▸ Dataset entries:
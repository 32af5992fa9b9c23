// ABOUTME: Entry point for the hostconfig CLI application.
// ABOUTME: Parses arguments and dispatches to the subcommand handlers.

mod cli;

use clap::Parser;
use cli::{Cli, Commands};
use hostconfig::error::Result;
use hostconfig::{Bind, HostConfig, RestartPolicy};
use std::env;
use std::path::{Path, PathBuf};
use tracing_subscriber::EnvFilter;

fn main() {
    let cli = Cli::parse();

    let filter = if cli.verbose {
        EnvFilter::new("debug")
    } else {
        EnvFilter::new("warn")
    };
    tracing_subscriber::fmt()
        .with_env_filter(filter)
        .with_target(true)
        .with_writer(std::io::stderr)
        .init();

    let result = run(cli);

    if let Err(e) = result {
        eprintln!("Error: {e}");
        std::process::exit(1);
    }
}

fn run(cli: Cli) -> Result<()> {
    match cli.command {
        Commands::Normalize { path, restart } => normalize(path.as_deref(), restart),
        Commands::Bind {
            to,
            from,
            read_only,
        } => {
            let bind = match from {
                Some(from) => Bind::to(to).from(from).read_only(read_only).build(),
                None => Bind::to(to).build(),
            };
            println!("{bind}");
            Ok(())
        }
        Commands::AppendBinds { path, binds } => append_binds(&path, binds),
    }
}

fn normalize(path: Option<&Path>, restart: Option<RestartPolicy>) -> Result<()> {
    let config = match path {
        Some(path) => HostConfig::load(path)?,
        None => HostConfig::discover(&current_dir()?)?,
    };

    let config = match restart {
        Some(policy) => config.to_builder().restart_policy(policy).build(),
        None => config,
    };

    println!("{}", config.to_json_pretty()?);
    Ok(())
}

fn append_binds(path: &Path, binds: Vec<String>) -> Result<()> {
    let config = HostConfig::load(path)?.to_builder().append_binds(binds).build();
    tracing::debug!(binds = ?config.binds(), "appended binds");
    println!("{}", config.to_json_pretty()?);
    Ok(())
}

fn current_dir() -> Result<PathBuf> {
    Ok(env::current_dir()?)
}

▸ What needs to be done: Reproduce, word for word, all of the entries above.

▸ Exercise output:
repository 32af5992fa9b9c23
// ABOUTME: Entry point for the hostconfig CLI application.
// ABOUTME: Parses arguments and dispatches to the subcommand handlers.

mod cli;

use clap::Parser;
use cli::{Cli, Commands};
use hostconfig::error::Result;
use hostconfig::{Bind, HostConfig, RestartPolicy};
use std::env;
use std::path::{Path, PathBuf};
use tracing_subscriber::EnvFilter;

fn main() {
    let cli = Cli::parse();

    let filter = if cli.verbose {
        EnvFilter::new("debug")
    } else {
        EnvFilter::new("warn")
    };
    tracing_subscriber::fmt()
        .with_env_filter(filter)
        .with_target(true)
        .with_writer(std::io::stderr)
        .init();

    let result = run(cli);

    if let Err(e) = result {
        eprintln!("Error: {e}");
        std::process::exit(1);
    }
}

fn run(cli: Cli) -> Result<()> {
    match cli.command {
        Commands::Normalize { path, restart } => normalize(path.as_deref(), restart),
        Commands::Bind {
            to,
            from,
            read_only,
        } => {
            let bind = match from {
                Some(from) => Bind::to(to).from(from).read_only(read_only).build(),
                None => Bind::to(to).build(),
            };
            println!("{bind}");
            Ok(())
        }
        Commands::AppendBinds { path, binds } => append_binds(&path, binds),
    }
}

fn normalize(path: Option<&Path>, restart: Option<RestartPolicy>) -> Result<()> {
    let config = match path {
        Some(path) => HostConfig::load(path)?,
        None => HostConfig::discover(&current_dir()?)?,
    };

    let config = match restart {
        Some(policy) => config.to_builder().restart_policy(policy).build(),
        None => config,
    };

    println!("{}", config.to_json_pretty()?);
    Ok(())
}

fn append_binds(path: &Path, binds: Vec<String>) -> Result<()> {
    let config = HostConfig::load(path)?.to_builder().append_binds(binds).build();
    tracing::debug!(binds = ?config.binds(), "appended binds");
    println!("{}", config.to_json_pretty()?);
    Ok(())
}

fn current_dir() -> Result<PathBuf> {
    Ok(env::current_dir()?)
}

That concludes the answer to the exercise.